Esa contradicción lo frustraba. A pesar de la atracción innegable que sentía hacia ella, se había prometido mantenerse apartado, convencido de que matar a Gabriella sería lo mejor para todos. Pero no lo había hecho, y ese solo hecho lo llenaba de rabia. No podía permitir que una simple humana controlara sus emociones o despertara en él una humanidad que creía haber enterrado hacía siglos.
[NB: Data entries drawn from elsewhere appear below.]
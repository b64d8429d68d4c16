use crate::{
    error::PuzzleError,
    models::{HiddenWord, HighlightMask, PlacementSummary, PuzzleSet},
    puzzle::{grid::LetterGrid, PuzzleSpec, WordListValidator},
    AppState,
};
use axum::{
    extract::{Path, State},
    http::StatusCode,
    Json,
};
use chrono::{DateTime, Utc};
use serde::{Deserialize, Serialize};
use std::sync::Arc;
use uuid::Uuid;

/// Blank crossword cells in the text rendering
const BLOCKED_CELL: char = '#';

#[derive(Debug, Deserialize)]
pub struct CreatePuzzleRequest {
    /// Shown above the puzzles; not used for generation
    #[serde(default)]
    pub title: Option<String>,
    pub words: Vec<String>,
    #[serde(default)]
    pub word_search_size: Option<usize>,
    #[serde(default)]
    pub crossword_size: Option<usize>,
    /// Fix the seed to reproduce an earlier puzzle set
    #[serde(default)]
    pub seed: Option<u64>,
}

#[derive(Debug, Serialize)]
pub struct PuzzleResponse {
    pub puzzle_id: Uuid,
    pub title: Option<String>,
    pub words: Vec<String>,
    pub seed: u64,
    pub created_at: DateTime<Utc>,
    pub word_search: WordSearchResponse,
    pub crossword: CrosswordResponse,
}

#[derive(Debug, Serialize)]
pub struct WordSearchResponse {
    pub size: usize,
    pub grid: LetterGrid,
    pub highlight: HighlightMask,
    pub hidden: Vec<HiddenWord>,
    pub dropped: Vec<String>,
    pub text: Vec<String>,
}

#[derive(Debug, Serialize)]
pub struct CrosswordResponse {
    pub size: usize,
    pub grid: LetterGrid,
    /// 1-indexed placements in the order they were made
    pub placements: Vec<PlacementSummary>,
    pub details: Vec<String>,
    pub dropped: Vec<String>,
    pub text: Vec<String>,
}

impl From<&PuzzleSet> for PuzzleResponse {
    fn from(set: &PuzzleSet) -> Self {
        let placements: Vec<PlacementSummary> = set
            .crossword
            .placements
            .iter()
            .map(PlacementSummary::from)
            .collect();

        Self {
            puzzle_id: set.puzzle_id,
            title: set.title.clone(),
            words: set.words.clone(),
            seed: set.seed,
            created_at: set.created_at,
            word_search: WordSearchResponse {
                size: set.word_search.grid.size(),
                grid: set.word_search.grid.clone(),
                highlight: set.word_search.highlight.clone(),
                hidden: set.word_search.hidden.clone(),
                dropped: set.word_search.dropped.clone(),
                text: set.word_search.grid.render(BLOCKED_CELL),
            },
            crossword: CrosswordResponse {
                size: set.crossword.grid.size(),
                grid: set.crossword.grid.clone(),
                details: placements.iter().map(ToString::to_string).collect(),
                placements,
                dropped: set.crossword.dropped.clone(),
                text: set.crossword.grid.render(BLOCKED_CELL),
            },
        }
    }
}

/// Generate a word search and a crossword from one word list
pub async fn create_puzzle(
    State(state): State<Arc<AppState>>,
    Json(payload): Json<CreatePuzzleRequest>,
) -> Result<(StatusCode, Json<PuzzleResponse>), PuzzleError> {
    let validator = WordListValidator::new(&state.config.puzzle);

    let spec = PuzzleSpec {
        title: WordListValidator::clean_title(payload.title.as_deref()),
        words: validator.clean_words(&payload.words)?,
        word_search_size: validator
            .grid_size(payload.word_search_size, state.config.puzzle.word_search_size)?,
        crossword_size: validator
            .grid_size(payload.crossword_size, state.config.puzzle.crossword_size)?,
        seed: payload.seed,
    };

    tracing::info!(
        "Generating puzzles for {} words ({}x{} word search, {}x{} crossword)",
        spec.words.len(),
        spec.word_search_size,
        spec.word_search_size,
        spec.crossword_size,
        spec.crossword_size
    );

    let set = state.generator.generate(spec).await?;
    let response = PuzzleResponse::from(&set);
    state.puzzles.insert(set.puzzle_id, set);

    Ok((StatusCode::CREATED, Json(response)))
}

/// Fetch a previously generated puzzle set
pub async fn get_puzzle(
    State(state): State<Arc<AppState>>,
    Path(puzzle_id): Path<Uuid>,
) -> Result<Json<PuzzleResponse>, PuzzleError> {
    let set = state
        .puzzles
        .get(&puzzle_id)
        .ok_or(PuzzleError::NotFound(puzzle_id))?;
    Ok(Json(PuzzleResponse::from(set.value())))
}

pub async fn delete_puzzle(
    State(state): State<Arc<AppState>>,
    Path(puzzle_id): Path<Uuid>,
) -> Result<StatusCode, PuzzleError> {
    state
        .puzzles
        .remove(&puzzle_id)
        .ok_or(PuzzleError::NotFound(puzzle_id))?;
    tracing::info!("Deleted puzzle set {}", puzzle_id);
    Ok(StatusCode::NO_CONTENT)
}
Sin embargo, el reporte más reciente de Seraphina confirmó algo que no podía ignorar: Gabriella había logrado salir de su habitación. Se había escapado. Había desafiado las reglas de su castillo, como si no le temiera, como si no supiera con quién estaba jugando. Alexander había dejado instrucciones precisas para que la puerta permaneciera bloqueada y un vigía vigilara la entrada constantemente. Y, sin embargo, Gabriella se encontraba ahora deambulando por los oscuros pasillos de su morada, huyendo de algo que solo ella conocía, pero que Alexander podía sentir en el aire: el rastro del miedo, un miedo profundo que ni siquiera ella entendía del todo.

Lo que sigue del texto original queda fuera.